Strengths

The group made some progress with the tricky issues involved in understanding the waves of COVID-19 infection.

Points for consideration

  1. The project is very similar to 531w21 project 15. It references that project once, but does not give full credit to the intellectual debt. Much of the code and the format of the report is directly taken from that project, without explanation. The model turns out to be more satisfactory for the situation of 2024 project 15. This project not only fails to go beyond the analysis of its source project, it is weaker and does not pay full credit to the source.

  2. Usually, we only use seasonality in ARMA when there is a known forcing frequency (e.g., one year). Here, there is no particular reason to pick a SARIMA period. The report finds a period of about 4 weeks and then writes equations with a period of 12 weeks.

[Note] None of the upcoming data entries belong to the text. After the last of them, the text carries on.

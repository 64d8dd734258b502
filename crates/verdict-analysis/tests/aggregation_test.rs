//! Integration tests for cross-set aggregation.

use verdict_analysis::aggregate::{Aggregator, TrendDirection};
use verdict_core::types::analysis_set::AnalysisSet;
use verdict_core::types::finding::{Finding, Severity};

fn set(created_at: i64, surface: &str, findings: Vec<Finding>) -> AnalysisSet {
    AnalysisSet::new("judge-1", "Judge", created_at, findings).with_surface(surface)
}

#[test]
fn test_twelve_findings_one_button_group() {
    // Four findings share "button"; every other keyword occurs at most
    // once, so singleton groups vanish and one group remains.
    let findings = vec![
        Finding::new("A", "The submit button is too small"),
        Finding::new("B", "Button label is truncated"),
        Finding::new("C", "The button color blends into the background"),
        Finding::new("D", "No button for going back"),
        Finding::new("E", "The contrast is too low"),
        Finding::new("F", "The search is hidden"),
        Finding::new("G", "Loading takes forever"),
        Finding::new("H", "The spacing feels cramped"),
        Finding::new("I", "The wording confuses people"),
        Finding::new("J", "Checkout needs too many steps"),
        Finding::new("K", "Images are pixelated"),
        Finding::new("L", "The page scrolls unexpectedly"),
    ];
    assert_eq!(findings.len(), 12);

    let report = Aggregator::with_defaults().aggregate(&[set(1, "home", findings)]);
    assert_eq!(report.groups.len(), 1);
    assert_eq!(report.groups[0].label, "button");
    assert_eq!(report.groups[0].occurrences, 4);
}

#[test]
fn test_groups_sorted_by_occurrences_descending() {
    let findings = vec![
        Finding::new("1", "navigation is confusing"),
        Finding::new("2", "navigation misses a home entry"),
        Finding::new("3", "navigation hides the cart"),
        Finding::new("4", "button too small"),
        Finding::new("5", "button mislabeled"),
    ];
    let report = Aggregator::with_defaults().aggregate(&[set(1, "home", findings)]);
    assert_eq!(report.groups.len(), 2);
    assert_eq!(report.groups[0].label, "navigation");
    assert_eq!(report.groups[0].occurrences, 3);
    assert_eq!(report.groups[1].label, "button");
}

#[test]
fn test_severity_distribution_counts_all_sets() {
    let set_a = set(
        1,
        "home",
        vec![
            Finding::new("A", "x").with_severity(Severity::Critical),
            Finding::new("B", "y"),
        ],
    );
    let set_b = set(
        2,
        "cart",
        vec![Finding::new("C", "z").with_severity(Severity::Critical)],
    );
    let report = Aggregator::with_defaults().aggregate(&[set_a, set_b]);
    assert_eq!(report.severity_distribution[&Severity::Critical], 2);
    assert_eq!(report.severity_distribution[&Severity::Unrated], 1);
}

#[test]
fn test_trend_improving_over_four_runs() {
    let run = |t: i64, criticals: usize| {
        let findings = (0..criticals)
            .map(|i| Finding::new(format!("C{i}"), "broken").with_severity(Severity::Critical))
            .collect();
        set(t, "home", findings)
    };
    // Monotonically decreasing critical counts across four ordered runs.
    let report =
        Aggregator::with_defaults().aggregate(&[run(1, 6), run(2, 4), run(3, 2), run(4, 1)]);
    let trend = report.trend.unwrap();
    assert_eq!(trend.direction, TrendDirection::Improving);
    assert!(trend.later_mean < trend.earlier_mean);
}

#[test]
fn test_single_run_has_no_trend() {
    let report = Aggregator::with_defaults().aggregate(&[set(1, "home", vec![])]);
    assert!(report.trend.is_none());
}

#[test]
fn test_group_spans_surfaces() {
    let set_a = set(1, "home", vec![Finding::new("A", "button unreadable")]);
    let set_b = set(2, "cart", vec![Finding::new("B", "button overlaps price")]);
    let report = Aggregator::with_defaults().aggregate(&[set_a, set_b]);
    assert_eq!(report.groups.len(), 1);
    let surfaces = &report.groups[0].affected_surfaces;
    assert!(surfaces.contains("home") && surfaces.contains("cart"));
}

  3. The units of frequency on the periodogram are not specified but seem to be cycles per year, not per week. So, the peak frequency is 0.23 per year, corresponding to low-frequency behavior that might be modeled as trend in an ARMA context.

  4. The root plot shows some roots of the fitted ARMA are very close to the unit circle.

  5. The AIC table shows some failures in maximization that are not pointed out: SARMA\((2,0,4)\times(1,0,1)\) to SARMA\((3,0,4)\times (1,0,1)\) and SARMA\((3,0,3)\times(1,0,1)\) to SARMA\((4,0,3)\times(1,0,1)\), for example. The model that is chosen, SARMA\((1,0,5)\times(1,0,1)\), is rather large for this situation.

  6. The residual histogram is wrongly described as nearly normal. It has long tails.

  7. The ARMA forecasts anticipate a new peak. That is because of heterogeneity through time - for example, the sample variance of the data varies considerably through time.

  8. It may be hard to explain the waves without including the limited protection that infection with earlier strains provided against later strains.

  9. The time units on the time plot for the POMP model does not match dates, so it is hard to see where the \(b_k\) terms switch over. The lag plot should also specify units of time.

  10. The initial values of \(E\) and \(I\) are not discussed. In the code, they are set to the same values used by 2024 project 15, without explanation.

  11. Pay attention to units. The observation times are coded in weeks, not days. So, other time units must also be in weeks for consistency. The mistakes arising here may be because the project borrows heavily from 2024 project 15, for which the observation times were coded in days.

  12. Fixing \(\mu_{EI}\) and \(\mu_{IR}\) at 0.1/week (i.e., a 10 week expected duration) is especially problematic given the unit mistake.